Вяземский отвечал — и не мог скрыть злобной насмешки в голосе, — что плохо помнит, но, кажется, там описаны ужасные потрясения и катастрофы: цареубийства, кровопролитные войны… Страна будет опутана сетью тайных революционных обществ столь жестоких, что двадцать пятый год пред ними покажется ничем; восемьдесят три года она будет находиться под властью антихриста, и лишь на рубеже тысячелетий все возвратится на круги своя, но не надолго: восемь лет спустя найдется авантюрист (якобы на последней странице рукописи даже имя его названо), что заразит народ трупным ядом либерализма, нравственность и добродетель будут повержены, престол вновь зашатается и рухнет, и Россия на всех парах понесется в губительные объятия Запада, откуда не сможет вырваться уже никогда, ибо охранительная система, устоявшая даже под антихристовой пятою, будет разрушена. Довольно трудно было понять, пугает Вяземского такая перспектива или радует.
— Было бы любопытно ознакомиться с этой рукописью, — сказал Александр Христофорович. «Он зло шутит надо мною; но, возможно, странная рукопись все же существует…»
Тут-то Вяземский и заюлил; он, похоже, сильно пожалел о невоздержанности своего злого языка. Все это, дескать, не более чем шутка, литературное упражнение, а рукопись он сразу после прочтения куда-то выбросил или задевал. Но теперь Александр Христофорович был настойчив; он вырвал у князя признание в том, что преступная бумага все еще находится у него в доме. Впрочем, все это действительно была чепуха — не вполне чепуха, конечно, подобный текст не имел права существовать и должен будет быть уничтожен прежде, чем попадет в руки неокрепшим умам, — но это было дело техники, дело решенное, Вяземский согласился (а куда б он делся?) тотчас по возвращении домой передать рукопись подчиненным Александра Христофоровича, и они заговорили о другом.

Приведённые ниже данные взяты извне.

use crate::Device;
use std::fmt;

#[derive(Debug)]
pub enum InferError {
    ModelLoad(String),
    BackendError(String),
    InvalidInput {
        name: String,
        expected_names: Vec<String>,
    },
    ShapeMismatch {
        expected: String,
        got: String,
    },
    UnsupportedDevice(Device),
    UnsupportedDtype(String),
}

impl fmt::Display for InferError {
    fn fmt(&self, f: &mut fmt::Formatter<'_>) -> fmt::Result {
        match self {
            InferError::ModelLoad(msg) => write!(f, "model load error: {msg}"),
            InferError::BackendError(msg) => write!(f, "backend error: {msg}"),
            InferError::InvalidInput {
                name,
                expected_names,
            } => write!(f, "invalid input '{name}', model expects {expected_names:?}"),
            InferError::ShapeMismatch { expected, got } => {
                write!(f, "shape mismatch: expected {expected}, got {got}")
            }
            InferError::UnsupportedDevice(device) => write!(f, "unsupported device: {device}"),
            InferError::UnsupportedDtype(msg) => write!(f, "unsupported dtype: {msg}"),
        }
    }
}

impl std::error::Error for InferError {}

impl From<lookout_base::TensorError> for InferError {
    fn from(err: lookout_base::TensorError) -> Self {
        InferError::BackendError(format!("failed to create tensor: {err}"))
    }
}
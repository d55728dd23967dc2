mod classifier;
mod types;

pub use classifier::{normalize_landmarks, softmax, GestureClassifier, OnnxGestureClassifier};
pub use types::{Gesture, GestureLabel};
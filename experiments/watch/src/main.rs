mod window;

use lookout_base::log;
use lookout_camera::{Camera, CameraConfig, ImageSequence, PixelFormat, V4l2Camera};
use lookout_infer::{
    Backend, Device, ModelSource, OnnxBackend, OnnxGestureClassifier, OnnxHandLandmarker, YoloDetector,
};
use lookout_vision::{GestureMode, GestureWorker, HandStage, Pipeline, PipelineConfig};
use std::env;
use std::path::{Path, PathBuf};
use window::MinifbDisplay;

const WIDTH: u32 = 640;
const HEIGHT: u32 = 480;

const DEFAULT_CAMERA: &str = "/dev/video0";
const DEFAULT_DETECTOR_MODEL: &str = "models/yolo11m.onnx";
const DEFAULT_PALM_MODEL: &str = "models/palm_detection_lite.onnx";
const DEFAULT_HAND_MODEL: &str = "models/hand_landmark_lite.onnx";
const DEFAULT_GESTURE_MODEL: &str = "models/gesture_classifier.onnx";

#[derive(Debug, PartialEq)]
enum Source {
    /// A directory of still images, replayed in name order.
    Replay(PathBuf),
    Device(String),
}

fn source_from(value: Option<String>) -> Source {
    match value {
        Some(value) if Path::new(&value).is_dir() => Source::Replay(value.into()),
        Some(value) => Source::Device(value),
        None => Source::Device(DEFAULT_CAMERA.to_string()),
    }
}

fn model_path(key: &str, default: &str) -> PathBuf {
    env::var(key).unwrap_or_else(|_| default.to_string()).into()
}

fn hand_stage(mode: GestureMode, backend: &dyn Backend) -> Result<HandStage, Box<dyn std::error::Error>> {
    let landmarker = || {
        let palm_model = model_path("LOOKOUT_PALM_MODEL", DEFAULT_PALM_MODEL);
        let hand_model = model_path("LOOKOUT_HAND_MODEL", DEFAULT_HAND_MODEL);
        log::info!("loading hand models {} and {}", palm_model.display(), hand_model.display());
        OnnxHandLandmarker::new(ModelSource::File(palm_model), ModelSource::File(hand_model), backend)
    };
    Ok(match mode {
        GestureMode::Off => HandStage::Off,
        GestureMode::Sync => HandStage::Sync(Box::new(landmarker()?)),
        GestureMode::Live => {
            let landmarker = landmarker()?;
            let gesture_model = model_path("LOOKOUT_GESTURE_MODEL", DEFAULT_GESTURE_MODEL);
            let classifier = OnnxGestureClassifier::new(ModelSource::File(gesture_model), backend)?;
            HandStage::Live(GestureWorker::spawn(landmarker, classifier))
        }
    })
}

async fn watch<C: Camera>(camera: C, config: PipelineConfig) -> Result<(), Box<dyn std::error::Error>> {
    let backend = OnnxBackend::new(Device::Cpu);

    let detector_model = model_path("LOOKOUT_DETECTOR_MODEL", DEFAULT_DETECTOR_MODEL);
    log::info!("loading detector {}", detector_model.display());
    let detector = YoloDetector::new(ModelSource::File(detector_model), &backend)?;

    let hands = hand_stage(config.gesture_mode, &backend)?;
    let display = MinifbDisplay::new(config.window_title.clone());

    let summary = Pipeline::new(camera, detector, display, hands, config).run().await?;
    log::info!(
        "{} frames, {} boxes, {} gesture results, exit {:?}",
        summary.frames,
        summary.detections_drawn,
        summary.gesture_results,
        summary.exit
    );
    Ok(())
}

#[tokio::main]
async fn main() -> Result<(), Box<dyn std::error::Error>> {
    match env::var("LOOKOUT_LOG_DIR") {
        Ok(dir) => lookout_base::init_file_logger(dir)?,
        Err(_) => lookout_base::init_stdout_logger(),
    }

    let config = PipelineConfig::from_env()?;
    log::info!("watch: {config:?}");

    let result = match source_from(env::var("LOOKOUT_CAMERA").ok()) {
        Source::Replay(dir) => {
            log::info!("replaying images from {}", dir.display());
            watch(ImageSequence::from_dir(&dir)?, config).await
        }
        Source::Device(device) => {
            let camera_config = CameraConfig::default()
                .with_device(device.as_str())
                .with_width(WIDTH)
                .with_height(HEIGHT)
                .with_format(PixelFormat::Mjpeg);
            log::info!("opening {device}");
            watch(V4l2Camera::new(camera_config)?, config).await
        }
    };

    if let Err(e) = &result {
        log::error!("watch failed: {e}");
    }
    result
}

Ночью Александру Христофоровичу стало хуже.
Задыхаясь, он лежал без сна; постель казалась неудобной, жесткой. «Я как принцесса на горошине», — с мягкой, беспомощной иронией подумал Александр Христофорович. Он провел слабой рукой по лицу и почувствовал, что щеки его влажны. Он тосковал; он не хотел еще умирать. Ему казалось, что он готов к смерти, но это было ошибкой, никто никогда не бывает к ней вполне готов. Но, может быть, это было просто временное ухудшение, так уже бывало, а потом он вставал на ноги и — ничего… «Еще два, три года, — молил он, — хотя бы год! О Господи!» Ему еще так много нужно было сделать для России… И она, бедная… О баронессе он не думал в эту ночь, он думал о жене.
Воздух в спальне был тяжелый, спертый… Александр Христофорович слабым движением повернул голову на подушке. Он не мог вздохнуть… Ему казалось, будто кто-то темный стоит у его постели, садится на кровать, всей злобной тяжестью наваливается на грудь. Отворить окно… Деликатность — эта чрезмерная деликатность была самым худшим его недостатком, он знал это, — не позволила Александру Христофоровичу позвать прислугу; он сам, с трудом повернувшись на бок — от этого движения кровь хлынула у него изо рта — и кое-как ухитрившись сесть на постели, зажег свечу.
На постели его, в ногах, сидел человек.
«Наемный убийца — или грабитель?!» Александр Христофорович пытался вскрикнуть, но голос изменил ему. Человек был чернокожий. Он был высок, строен, одет в обычное европейское платье.
Александр Христофорович молча, со страдальческим выражением в лице — ему было так плохо, что он почти не испытывал страха, — смотрел на черного.
Потом черный заговорил. То есть не то что бы заговорил — темные, резко очерченные губы его были неподвижны, — но как-то так было, что Александр Христофорович слышал и понимал, о чем говорит черный. Кажется, черный говорил по-немецки, говорил не вполне свободно; фразы, которые слышал Александр Христофорович, были все больше коротенькие, как дети говорят. Но, может быть, черный говорил по-русски, или по-французски, или еще на каком-нибудь языке, каких и на свете-то не бывает. Александр Христофорович ни в чем не был уверен.
— Ты говоришь, — сказал черный, — ты умираешь. Ты молчишь — ты живешь.